◆ What to do
What is the number of lines below that include the string "nonce"? Provide that number alone.

==================================================

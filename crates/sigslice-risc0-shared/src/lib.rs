//! Shared types between the sigslice Risc0 guest and host.
//!
//! These types define the interface for attestation generation and
//! verification, plus [`execute`], the pure attestation engine both sides
//! run: the guest to produce the committed journal inside the zkVM, the
//! host as a fail-closed pre-flight before paying for proving.

use alloy_primitives::{Address, Bytes, Signature, B256};
use serde::{Deserialize, Serialize};

use sigslice_core::concat::{ByteRange, SignedConcatenation};
use sigslice_core::signing::{verify_signature, ATTESTATION_MODE};
use sigslice_core::typed_data::TypedMessage;
use sigslice_core::{CoreError, Result};

/// Input provided to the Risc0 guest (private witness).
///
/// Preconditions:
/// - `buffer` holds the exact bytes the signature was produced over
/// - `range` indexes one canonical message inside `buffer`
///
/// Each request is independent and side-effect-free; identical requests
/// produce identical journals, so at-least-once retries are safe.
#[derive(Clone, Debug, Serialize, Deserialize, PartialEq)]
pub struct AttestationRequest {
    /// Address expected to have signed `buffer`.
    pub signer: Address,

    /// 65-byte ECDSA signature over `buffer` under the fixed
    /// personal-message mode.
    pub signature: Signature,

    /// The full signed concatenation buffer.
    pub buffer: Bytes,

    /// The `[start, end)` slice whose digest is being attested.
    pub range: ByteRange,
}

impl AttestationRequest {
    /// Build the request for the `index`-th segment of a signed
    /// concatenation.
    pub fn for_segment(signed: &SignedConcatenation, index: usize) -> Result<Self> {
        let range = signed
            .concat
            .ranges()
            .get(index)
            .copied()
            .ok_or_else(|| {
                CoreError::InvalidInput(format!(
                    "segment index {index} out of bounds for {} segments",
                    signed.concat.ranges().len()
                ))
            })?;
        Ok(Self {
            signer: signed.signer,
            signature: signed.signature,
            buffer: signed.concat.buffer().clone(),
            range,
        })
    }
}

/// Byte length of an encoded journal: 20-byte signer ∥ 32-byte digest.
pub const JOURNAL_LEN: usize = 52;

/// Output committed by the Risc0 guest (public journal).
///
/// Postconditions:
/// - `signer` signed the witness buffer under the fixed mode
/// - `digest` is the EIP-712 digest of the canonical slice at the witness
///   range
#[derive(Clone, Copy, Debug, Serialize, Deserialize, PartialEq, Eq)]
pub struct Journal {
    pub signer: Address,
    pub digest: B256,
}

impl Journal {
    /// Fixed-width wire encoding: `signer ∥ digest`, no delimiters, no
    /// padding. This is the byte layout on-chain consumers re-encode and
    /// compare against.
    pub fn encode(&self) -> [u8; JOURNAL_LEN] {
        let mut out = [0u8; JOURNAL_LEN];
        out[..20].copy_from_slice(self.signer.as_slice());
        out[20..].copy_from_slice(self.digest.as_slice());
        out
    }

    /// Decode a fixed-width journal; the length must be exact.
    pub fn decode(bytes: &[u8]) -> Result<Self> {
        if bytes.len() != JOURNAL_LEN {
            return Err(CoreError::InvalidInput(format!(
                "journal must be {JOURNAL_LEN} bytes, got {}",
                bytes.len()
            )));
        }
        Ok(Self {
            signer: Address::from_slice(&bytes[..20]),
            digest: B256::from_slice(&bytes[20..]),
        })
    }
}

/// A produced attestation: which program ran, what it committed, and the
/// opaque proof that it ran faithfully.
#[derive(Clone, Debug, Serialize, Deserialize, PartialEq, Eq)]
pub struct Attestation {
    /// Image ID of the guest program that produced the proof. Attestations
    /// are only meaningful checked against the expected identifier.
    pub program_id: [u8; 32],

    /// The committed journal bytes ([`Journal::encode`] layout).
    pub journal: Vec<u8>,

    /// Opaque serialized receipt; verified, never interpreted.
    pub seal: Vec<u8>,
}

/// The attestation engine: verify the signature over the full buffer,
/// bound-check the range, and re-derive the slice's digest.
///
/// Failure is fatal for this request only and never yields a partial
/// journal:
/// - [`CoreError::SignatureInvalid`] — signature does not resolve to
///   `signer` over exactly `buffer`;
/// - [`CoreError::RangeOutOfBounds`] — range does not fit the buffer;
/// - [`CoreError::SliceNotCanonical`] — the slice does not parse and
///   re-canonicalize to its own bytes (no best-effort recovery).
pub fn execute(request: &AttestationRequest) -> Result<Journal> {
    verify_signature(
        &request.buffer,
        &request.signature,
        request.signer,
        ATTESTATION_MODE,
    )?;

    let ByteRange { start, end } = request.range;
    if start > end || end > request.buffer.len() {
        return Err(CoreError::RangeOutOfBounds {
            start,
            end,
            len: request.buffer.len(),
        });
    }

    let slice = &request.buffer[start..end];
    let text = std::str::from_utf8(slice)
        .map_err(|_| CoreError::SliceNotCanonical("slice is not valid UTF-8".into()))?;
    let message = TypedMessage::from_json(text).map_err(|e| {
        CoreError::SliceNotCanonical(format!("slice does not parse as typed data: {e}"))
    })?;
    if message.canonical_json().as_bytes() != slice {
        return Err(CoreError::SliceNotCanonical(
            "slice differs from the re-canonicalization of its own content".into(),
        ));
    }

    Ok(Journal {
        signer: request.signer,
        digest: message.digest(),
    })
}

#[cfg(test)]
mod tests {
    use super::*;
    use alloy_signer_local::PrivateKeySigner;
    use serde_json::{json, Map};
    use sigslice_core::concat::Concatenation;
    use sigslice_core::signing::sign_concatenation;
    use sigslice_core::typed_data::{Eip712Domain, FieldDef, TypeSchema};

    fn memo(note: &str, nonce: u64) -> TypedMessage {
        let mut schema = TypeSchema::new();
        schema
            .define(
                "Memo",
                vec![
                    FieldDef::new("note", "string").unwrap(),
                    FieldDef::new("nonce", "uint256").unwrap(),
                ],
            )
            .unwrap();
        let domain = Eip712Domain {
            name: Some("memo".into()),
            version: Some("1".into()),
            ..Default::default()
        };
        let mut map = Map::new();
        map.insert("note".into(), json!(note));
        map.insert("nonce".into(), json!(nonce));
        TypedMessage::new(schema, "Memo", domain, map).unwrap()
    }

    fn signed_memos(notes: &[&str]) -> (SignedConcatenation, Vec<TypedMessage>) {
        let messages: Vec<TypedMessage> = notes
            .iter()
            .enumerate()
            .map(|(i, note)| memo(note, i as u64))
            .collect();
        let concat = Concatenation::build(&messages).unwrap();
        let key = PrivateKeySigner::random();
        (sign_concatenation(concat, &key).unwrap(), messages)
    }

    #[test]
    fn attests_each_segment_to_its_own_digest() {
        let (signed, messages) = signed_memos(&["first", "second", "third"]);
        for (i, message) in messages.iter().enumerate() {
            let request = AttestationRequest::for_segment(&signed, i).unwrap();
            let journal = execute(&request).unwrap();
            assert_eq!(journal.signer, signed.signer);
            assert_eq!(journal.digest, message.digest());
        }
    }

    #[test]
    fn off_by_one_range_is_not_canonical() {
        let (signed, _) = signed_memos(&["first", "second"]);
        let mut request = AttestationRequest::for_segment(&signed, 1).unwrap();
        request.range.start += 1;
        let err = execute(&request).unwrap_err();
        assert!(matches!(err, CoreError::SliceNotCanonical(_)), "{err}");
    }

    #[test]
    fn range_spanning_two_segments_is_not_canonical() {
        let (signed, _) = signed_memos(&["first", "second"]);
        let full = ByteRange {
            start: 0,
            end: signed.concat.len(),
        };
        let request = AttestationRequest {
            signer: signed.signer,
            signature: signed.signature,
            buffer: signed.concat.buffer().clone(),
            range: full,
        };
        let err = execute(&request).unwrap_err();
        assert!(matches!(err, CoreError::SliceNotCanonical(_)), "{err}");
    }

    #[test]
    fn range_past_buffer_end_is_out_of_bounds() {
        let (signed, _) = signed_memos(&["only"]);
        let mut request = AttestationRequest::for_segment(&signed, 0).unwrap();
        request.range.end = signed.concat.len() + 1;
        let err = execute(&request).unwrap_err();
        assert!(matches!(err, CoreError::RangeOutOfBounds { .. }), "{err}");
    }

    #[test]
    fn inverted_range_is_out_of_bounds() {
        let (signed, _) = signed_memos(&["only"]);
        let mut request = AttestationRequest::for_segment(&signed, 0).unwrap();
        request.range = ByteRange { start: 5, end: 2 };
        let err = execute(&request).unwrap_err();
        assert!(matches!(err, CoreError::RangeOutOfBounds { .. }), "{err}");
    }

    #[test]
    fn signature_over_a_different_buffer_is_rejected() {
        let (signed_a, _) = signed_memos(&["aaa"]);
        let (signed_b, _) = signed_memos(&["bbb"]);
        let request = AttestationRequest {
            signer: signed_a.signer,
            signature: signed_a.signature,
            buffer: signed_b.concat.buffer().clone(),
            range: signed_b.concat.ranges()[0],
        };
        let err = execute(&request).unwrap_err();
        assert!(matches!(err, CoreError::SignatureInvalid(_)), "{err}");
    }

    #[test]
    fn flipping_a_byte_outside_the_range_is_rejected() {
        // The signature covers the whole buffer, so bytes outside the
        // attested range are still load-bearing.
        let (signed, _) = signed_memos(&["first", "second"]);
        let mut request = AttestationRequest::for_segment(&signed, 1).unwrap();
        let mut tampered = request.buffer.to_vec();
        tampered[0] ^= 0x01;
        request.buffer = Bytes::from(tampered);
        let err = execute(&request).unwrap_err();
        assert!(matches!(err, CoreError::SignatureInvalid(_)), "{err}");
    }

    #[test]
    fn journal_encoding_round_trips_at_fixed_width() {
        let journal = Journal {
            signer: Address::from([0x11; 20]),
            digest: B256::from([0x22; 32]),
        };
        let encoded = journal.encode();
        assert_eq!(encoded.len(), JOURNAL_LEN);
        assert_eq!(&encoded[..20], [0x11; 20]);
        assert_eq!(&encoded[20..], [0x22; 32]);
        assert_eq!(Journal::decode(&encoded).unwrap(), journal);
    }

    #[test]
    fn journal_decode_rejects_wrong_length() {
        assert!(Journal::decode(&[0u8; 51]).is_err());
        assert!(Journal::decode(&[0u8; 53]).is_err());
    }

    #[test]
    fn request_serializes_for_the_guest_boundary() {
        let (signed, _) = signed_memos(&["only"]);
        let request = AttestationRequest::for_segment(&signed, 0).unwrap();
        let bytes = bincode::serialize(&request).unwrap();
        let decoded: AttestationRequest = bincode::deserialize(&bytes).unwrap();
        assert_eq!(decoded, request);
    }

    #[test]
    fn segment_index_out_of_bounds_is_invalid_input() {
        let (signed, _) = signed_memos(&["only"]);
        let err = AttestationRequest::for_segment(&signed, 1).unwrap_err();
        assert!(matches!(err, CoreError::InvalidInput(_)), "{err}");
    }
}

==================================================

◆ Expected answer
3